Background: The T helper 17 (Th17) cells recently identified as distinct T helper cell lineage are characterised by their production of the proinflammatory cytokine interleukin 17. Although much effort has been made in understanding the function of Th17 cells in the pathogenesis of different diseases, their influence in carcinogenesis remain largely unknown. Methods: We studied the prevalence and induction of Th17 cells in head and neck squamous cell carcinoma (HNSCC) patients by flow cytometry. To determine the migration mechanism of Th17 cells into primary tumours and metastasis of HNSCC, we performed chemotaxis assays. We analysed the proliferation and the angiogenesis-related proteins of HNSCCs in the presence of Th17 cells with MTT-based proliferation assay and an angiogenesis protein array. Results: In this study, we showed that the prevalence of Th17 cells is elevated in peripheral blood of HNSCC patients. In addition, tumour tissue and tumour-draining lymph nodes are infiltrated by a huge number of Th17 cells representing an important fraction of the tumour-infiltrating lymphocytes (TILs). We further showed that Th17 cells can be induced and expanded in tumour microenvironment through cytokines produced by tumour cells and TILs, and in addition can be recruited to the tumour milieu through a CCR6/CCL20-dependent mechanism.
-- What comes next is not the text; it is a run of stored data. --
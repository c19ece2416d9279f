//! # Orchestrator
//!
//! Drives one full sync run: take the run lock, dispatch the core stage and wait
//! on its barrier, then dispatch the order stage and (optionally) wait on its
//! barrier, releasing the lock on every exit path once it is held.
//!
//! ## Outcomes
//!
//! - Lock contention ends the run as [`OrchestrationState::SkippedLocked`] with
//!   no side effects.
//! - A failed submission or a barrier timeout ends the run as
//!   [`OrchestrationState::Failed`] and is reported through
//!   [`OrchestrationOutcome::failure`], not as an `Err`.
//! - Coordination store errors are returned as `Err` after the lock and the
//!   current stage's barrier are cleaned up best-effort.
//!
//! Jobs that were already submitted when a run aborts still execute and signal;
//! their signals land on a deleted barrier key and are ignored.

use chrono::{DateTime, Utc};
use std::sync::Arc;
use std::time::Duration;
use tracing::{error, info, instrument, warn};
use uuid::Uuid;

use super::stage::{Stage, StageName, StagePlan};
use super::states::OrchestrationState;
use crate::config::StageSyncConfig;
use crate::coordination::{BarrierWaitOutcome, CoordinationStore, DistributedLock, StageBarrier};
use crate::error::{Result, SyncError};
use crate::logging::{log_error, log_orchestration_operation};
use crate::messaging::{JobHandle, QueueBroker};

/// One recorded state change of a run
#[derive(Debug, Clone, PartialEq, Eq)]
pub struct StateTransition {
    pub from: OrchestrationState,
    pub to: OrchestrationState,
    pub at: DateTime<Utc>,
}

/// Why a run ended in `Failed`
#[derive(Debug)]
pub struct RunFailure {
    pub stage: StageName,
    /// State the run was in when it aborted
    pub failed_in: OrchestrationState,
    /// `SyncError::EnqueueFailure` or `SyncError::BarrierTimeout`
    pub error: SyncError,
}

/// Result of a run that reached a terminal state
#[derive(Debug)]
pub struct OrchestrationOutcome {
    pub run_id: Uuid,
    pub final_state: OrchestrationState,
    pub transitions: Vec<StateTransition>,
    pub submitted: Vec<JobHandle>,
    pub failure: Option<RunFailure>,
    pub started_at: DateTime<Utc>,
    pub finished_at: DateTime<Utc>,
}

impl OrchestrationOutcome {
    pub fn is_completed(&self) -> bool {
        self.final_state == OrchestrationState::Completed
    }

    pub fn was_skipped(&self) -> bool {
        self.final_state == OrchestrationState::SkippedLocked
    }

    /// States visited in order, starting from `Idle`
    pub fn visited_states(&self) -> Vec<OrchestrationState> {
        let mut states = vec![OrchestrationState::Idle];
        states.extend(self.transitions.iter().map(|t| t.to));
        states
    }

    pub fn submitted_for(&self, stage: &Stage) -> usize {
        self.submitted
            .iter()
            .filter(|handle| stage.contains(handle.job_type))
            .count()
    }
}

/// Mutable bookkeeping for a run in progress
#[derive(Debug)]
struct RunTracker {
    run_id: Uuid,
    state: OrchestrationState,
    transitions: Vec<StateTransition>,
    submitted: Vec<JobHandle>,
    started_at: DateTime<Utc>,
}

impl RunTracker {
    fn new() -> Self {
        Self {
            run_id: Uuid::new_v4(),
            state: OrchestrationState::Idle,
            transitions: Vec::new(),
            submitted: Vec::new(),
            started_at: Utc::now(),
        }
    }

    fn transition(&mut self, next: OrchestrationState) {
        if !self.state.can_transition_to(next) {
            error!(
                run_id = %self.run_id,
                from = %self.state,
                to = %next,
                "Illegal orchestration transition"
            );
        }
        self.transitions.push(StateTransition {
            from: self.state,
            to: next,
            at: Utc::now(),
        });
        self.state = next;
    }

    fn finish(self, failure: Option<RunFailure>) -> OrchestrationOutcome {
        OrchestrationOutcome {
            run_id: self.run_id,
            final_state: self.state,
            transitions: self.transitions,
            submitted: self.submitted,
            failure,
            started_at: self.started_at,
            finished_at: Utc::now(),
        }
    }
}

enum StageResult {
    Finished,
    Aborted(RunFailure),
}

#[derive(Debug, Clone)]
pub struct Orchestrator {
    lock: DistributedLock,
    barrier: StageBarrier,
    broker: Arc<dyn QueueBroker>,
    plan: StagePlan,
    lock_key: String,
    lock_ttl: Duration,
    wait_for_stage2: bool,
}

impl Orchestrator {
    pub fn new(
        store: Arc<dyn CoordinationStore>,
        broker: Arc<dyn QueueBroker>,
        config: &StageSyncConfig,
    ) -> Self {
        Self {
            lock: DistributedLock::new(store.clone()),
            barrier: StageBarrier::new(store),
            broker,
            plan: StagePlan::from_config(config),
            lock_key: config.coordination.lock_key.clone(),
            lock_ttl: config.coordination.lock_ttl(),
            wait_for_stage2: config.orchestration.wait_for_stage2,
        }
    }

    pub fn plan(&self) -> &StagePlan {
        &self.plan
    }

    pub fn lock_key(&self) -> &str {
        &self.lock_key
    }

    /// Execute one full sync run to a terminal state
    #[instrument(skip(self), fields(lock_key = %self.lock_key))]
    pub async fn run_full_sync(&self) -> Result<OrchestrationOutcome> {
        let mut run = RunTracker::new();
        let run_id = run.run_id.to_string();

        run.transition(OrchestrationState::AcquiringLock);
        let acquired = match self.lock.acquire(&self.lock_key, &run_id, self.lock_ttl).await {
            Ok(acquired) => acquired,
            Err(e) => {
                log_error("orchestrator", "acquire_lock", &e.to_string(), Some(&run_id));
                run.transition(OrchestrationState::Failed);
                return Err(e);
            }
        };

        if !acquired {
            info!(run_id = %run_id, "⏭️ Sync already running, skipping this trigger");
            run.transition(OrchestrationState::SkippedLocked);
            return Ok(run.finish(None));
        }

        log_orchestration_operation("full_sync", Some(&run_id), None, "started", None);

        let plan = &self.plan;

        run.transition(OrchestrationState::Stage1Enqueue);
        match self
            .execute_stage(&mut run, &plan.core, OrchestrationState::Stage1Wait, true)
            .await
        {
            Ok(StageResult::Finished) => {}
            Ok(StageResult::Aborted(failure)) => {
                return Ok(self.abort(run, &plan.core, failure).await);
            }
            Err(e) => return Err(self.abort_on_store_error(run, &plan.core, e).await),
        }

        run.transition(OrchestrationState::Stage2Enqueue);
        match self
            .execute_stage(
                &mut run,
                &plan.order,
                OrchestrationState::Stage2Wait,
                self.wait_for_stage2,
            )
            .await
        {
            Ok(StageResult::Finished) => {}
            Ok(StageResult::Aborted(failure)) => {
                return Ok(self.abort(run, &plan.order, failure).await);
            }
            Err(e) => return Err(self.abort_on_store_error(run, &plan.order, e).await),
        }

        self.lock.release(&self.lock_key).await;
        run.transition(OrchestrationState::Completed);

        let details = format!("submitted {} jobs", run.submitted.len());
        log_orchestration_operation("full_sync", Some(&run_id), None, "completed", Some(&details));
        info!(run_id = %run_id, "🎉 Full sync completed");

        Ok(run.finish(None))
    }

    /// Submit every job of `stage` and, when `wait` is set, block on its barrier.
    ///
    /// The barrier is initialized before the first submission so that no signal
    /// can arrive ahead of it.
    async fn execute_stage(
        &self,
        run: &mut RunTracker,
        stage: &Stage,
        wait_state: OrchestrationState,
        wait: bool,
    ) -> Result<StageResult> {
        if wait {
            self.barrier
                .init(&stage.barrier_key, stage.target_count())
                .await?;
        }

        for &job_type in &stage.job_types {
            match self.broker.enqueue(job_type).await {
                Ok(handle) => run.submitted.push(handle),
                Err(e) => {
                    warn!(
                        run_id = %run.run_id,
                        stage = %stage.name,
                        job_type = %job_type,
                        error = %e,
                        "❌ Failed to enqueue stage job"
                    );
                    return Ok(StageResult::Aborted(RunFailure {
                        stage: stage.name,
                        failed_in: run.state,
                        error: SyncError::EnqueueFailure {
                            stage: stage.name,
                            job_type,
                            message: e.to_string(),
                        },
                    }));
                }
            }
        }

        log_orchestration_operation(
            "enqueue_stage",
            Some(&run.run_id.to_string()),
            Some(stage.name.as_str()),
            "submitted",
            Some(&format!("{} jobs", stage.job_types.len())),
        );

        if !wait {
            info!(
                run_id = %run.run_id,
                stage = %stage.name,
                "Stage submitted, not waiting for completion"
            );
            return Ok(StageResult::Finished);
        }

        run.transition(wait_state);
        let outcome = self
            .barrier
            .wait(&stage.barrier_key, stage.poll_interval, stage.wait_timeout)
            .await?;

        match outcome {
            BarrierWaitOutcome::Done => {
                self.barrier.cleanup(&stage.barrier_key).await?;
                log_orchestration_operation(
                    "wait_stage",
                    Some(&run.run_id.to_string()),
                    Some(stage.name.as_str()),
                    "done",
                    None,
                );
                Ok(StageResult::Finished)
            }
            BarrierWaitOutcome::TimedOut => Ok(StageResult::Aborted(RunFailure {
                stage: stage.name,
                failed_in: run.state,
                error: SyncError::BarrierTimeout {
                    stage: stage.name,
                    timeout: stage.wait_timeout,
                },
            })),
        }
    }

    async fn abort(
        &self,
        mut run: RunTracker,
        stage: &Stage,
        failure: RunFailure,
    ) -> OrchestrationOutcome {
        self.release_after_abort(&run, stage).await;
        run.transition(OrchestrationState::Failed);

        log_error(
            "orchestrator",
            "full_sync",
            &failure.error.to_string(),
            Some(&run.run_id.to_string()),
        );
        run.finish(Some(failure))
    }

    async fn abort_on_store_error(
        &self,
        mut run: RunTracker,
        stage: &Stage,
        error: SyncError,
    ) -> SyncError {
        log_error(
            "orchestrator",
            "full_sync",
            &error.to_string(),
            Some(&run.run_id.to_string()),
        );
        self.release_after_abort(&run, stage).await;
        run.transition(OrchestrationState::Failed);
        error
    }

    async fn release_after_abort(&self, run: &RunTracker, stage: &Stage) {
        if let Err(e) = self.barrier.cleanup(&stage.barrier_key).await {
            warn!(
                run_id = %run.run_id,
                barrier_key = %stage.barrier_key,
                error = %e,
                "Failed to delete stage barrier during abort"
            );
        }
        self.lock.release(&self.lock_key).await;
    }
}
Furthermore, we showed that the proliferation and angiogenesis of HNSCC are impaired in the presence of Th17 cells. Conclusion: We conclude that Th17 cells have a substantial impact on the carcinogenesis of HNSCCs and on their metastasis and could serve as a potential therapeutic target to modulate anti-tumour response in HNSCC.